En las conversaciones con la higuera 
o entre los blancos del discurso, 
en la conjuración de las imágenes 
contra mis párpados cerrados 
el desvarío de las simetrías, 
los arenales del insomnio, 
el dudoso jardín de la memoria 
o en los senderos divagantes 
era el eclipse de las claridades. 
Aparecía en cada forma 
de desvanecimiento. 
 
                                                   Dios sin cuerpo, 
con lenguajes de cuerpo lo nombraban 
mis sentidos. Quise nombrarlo 
con un nombre solar, 
una palabra sin revés. 
Fatigué el cubilete y el ars combinatoria. 
Una sonaja de semillas secas 
las letras rotas de los nombres: 
hemos quebrantado a los nombres 
hemos deshonrado a los nombres. 
Ando en busca del nombre desde entonces. 

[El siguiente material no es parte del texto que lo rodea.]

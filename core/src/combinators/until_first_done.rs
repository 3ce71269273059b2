//! Racing combinators: start several ops, complete when the first does,
//! cancel and drain the rest.

use crate::continuation::Continuation;
use crate::ctx::OpCtx;
use crate::err::OpResult;
use crate::op::{AsyncOp, Initiated};
use crate::stop::{StopCallback, StopSource};
use parking_lot::Mutex;
use std::sync::Arc;

struct RaceShared {
    st: Mutex<RaceSt>,
    /// Stop source shared by all children; requested as soon as a winner is
    /// known, and forwarded-to from the parent's source.
    stop: StopSource,
}

struct RaceSt {
    winner: Option<usize>,
    remaining: usize,
    finished: bool,
    parent: Continuation,
}

fn child_done(shared: &Arc<RaceShared>, index: usize) {
    let (request, parent) = {
        let mut st = shared.st.lock();
        let request = if st.winner.is_none() {
            st.winner = Some(index);
            true
        } else {
            false
        };
        st.remaining -= 1;
        let parent = if st.remaining == 0 {
            st.finished = true;
            st.parent.take()
        } else {
            Continuation::Null
        };
        (request, parent)
    };
    if request {
        shared.stop.request_stop();
    }
    if parent.valid() {
        parent.resume();
    }
}

fn new_shared(n: usize) -> Arc<RaceShared> {
    Arc::new(RaceShared {
        st: Mutex::new(RaceSt {
            winner: None,
            remaining: n,
            finished: false,
            parent: Continuation::Null,
        }),
        stop: StopSource::new(),
    })
}

/// Races two heterogeneous ops. Completes once both children terminated; the
/// losing child sees a stop request the moment the winner finishes, so its
/// result is typically `Canceled`.
///
/// Output: `(winner_index, result_of_first, result_of_second)` — every
/// child's final result is observable.
pub fn until_first_done<A: AsyncOp, B: AsyncOp>(a: A, b: B) -> UntilFirstDone2<A, B> {
    UntilFirstDone2 { a, b, shared: None, _forward: None }
}

pub struct UntilFirstDone2<A: AsyncOp, B: AsyncOp> {
    a: A,
    b: B,
    shared: Option<Arc<RaceShared>>,
    _forward: Option<StopCallback>,
}

impl<A: AsyncOp, B: AsyncOp> AsyncOp for UntilFirstDone2<A, B> {
    type Output = (usize, OpResult<A::Output>, OpResult<B::Output>);

    fn initiate(&mut self, ctx: &OpCtx, cont: Continuation) -> Initiated {
        let shared = new_shared(2);
        self.shared = Some(shared.clone());
        let fwd = shared.stop.clone();
        self._forward = Some(ctx.stop_token().register(move || {
            fwd.request_stop();
        }));
        let child_ctx = ctx.with_stop(shared.stop.clone());

        {
            let s = shared.clone();
            if self.a.initiate(&child_ctx, Continuation::from_fn(move || child_done(&s, 0)))
                == Initiated::Done
            {
                child_done(&shared, 0);
            }
        }
        {
            let s = shared.clone();
            if self.b.initiate(&child_ctx, Continuation::from_fn(move || child_done(&s, 1)))
                == Initiated::Done
            {
                child_done(&shared, 1);
            }
        }

        let mut st = shared.st.lock();
        if st.finished {
            Initiated::Done
        } else {
            st.parent = cont;
            Initiated::Pending
        }
    }

    fn is_failed(&self) -> bool {
        false
    }

    fn take_result(&mut self) -> OpResult<Self::Output> {
        let shared = self.shared.as_ref().expect("race not initiated");
        let winner = {
            let st = shared.st.lock();
            assert!(st.finished, "race result taken before completion");
            st.winner.unwrap()
        };
        Ok((winner, self.a.take_result(), self.b.take_result()))
    }
}

/// Homogeneous N-way race.
///
/// Output: `(winner_index, all_results)`.
pub fn until_first_done_all<O: AsyncOp>(ops: Vec<O>) -> UntilFirstDoneAll<O> {
    assert!(!ops.is_empty(), "racing an empty set of ops");
    UntilFirstDoneAll { ops, shared: None, _forward: None }
}

pub struct UntilFirstDoneAll<O: AsyncOp> {
    ops: Vec<O>,
    shared: Option<Arc<RaceShared>>,
    _forward: Option<StopCallback>,
}

impl<O: AsyncOp> AsyncOp for UntilFirstDoneAll<O> {
    type Output = (usize, Vec<OpResult<O::Output>>);

    fn initiate(&mut self, ctx: &OpCtx, cont: Continuation) -> Initiated {
        let shared = new_shared(self.ops.len());
        self.shared = Some(shared.clone());
        let fwd = shared.stop.clone();
        self._forward = Some(ctx.stop_token().register(move || {
            fwd.request_stop();
        }));
        let child_ctx = ctx.with_stop(shared.stop.clone());

        for (i, op) in self.ops.iter_mut().enumerate() {
            let s = shared.clone();
            if op.initiate(&child_ctx, Continuation::from_fn(move || child_done(&s, i)))
                == Initiated::Done
            {
                child_done(&shared, i);
            }
        }

        let mut st = shared.st.lock();
        if st.finished {
            Initiated::Done
        } else {
            st.parent = cont;
            Initiated::Pending
        }
    }

    fn is_failed(&self) -> bool {
        false
    }

    fn take_result(&mut self) -> OpResult<Self::Output> {
        let shared = self.shared.as_ref().expect("race not initiated");
        let winner = {
            let st = shared.st.lock();
            assert!(st.finished, "race result taken before completion");
            st.winner.unwrap()
        };
        let results = self.ops.iter_mut().map(|op| op.take_result()).collect();
        Ok((winner, results))
    }
}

Me fui tras un murmullo de lenguajes, 
ríos entre los pedregales 
color ferrigno de estos tiempos. 
Pirámides de huesos, pudrideros verbales: 
nuestros señores son gárrulos y feroces. 
Alcé con las palabras y sus sombras 
una casa ambulante de reflejos 
torre que anda, construcción en viento. 
El tiempo y sus combinaciones: 
los años y los muertos y las sílabas, 
cuentos distintos de la misma cuenta. 
Espiral de los ecos, el poema 
es aire que se esculpe y se disipa, 
fugaz alegoría de los nombres 
verdaderos. A veces la página respira: 
los enjambres de signos, las repúblicas 
errantes de sonidos y sentidos, 
en rotación magnética se enlazan y dispersan 
sobre el papel. 
 
                                         Estoy en donde estuve: 
voy detrás del murmullo, 
pasos dentro de mí, oídos con los ojos, 
el murmullo es mental, yo soy mis pasos, 
oigo las voces que yo pienso, 
las voces que me piensan al pensarlas. 
Soy la sombra que arrojan mis palabras. 
 
 
 
México y Cambridge, Mass, 
del 9 de septiembre al 27 de diciembre de 1974.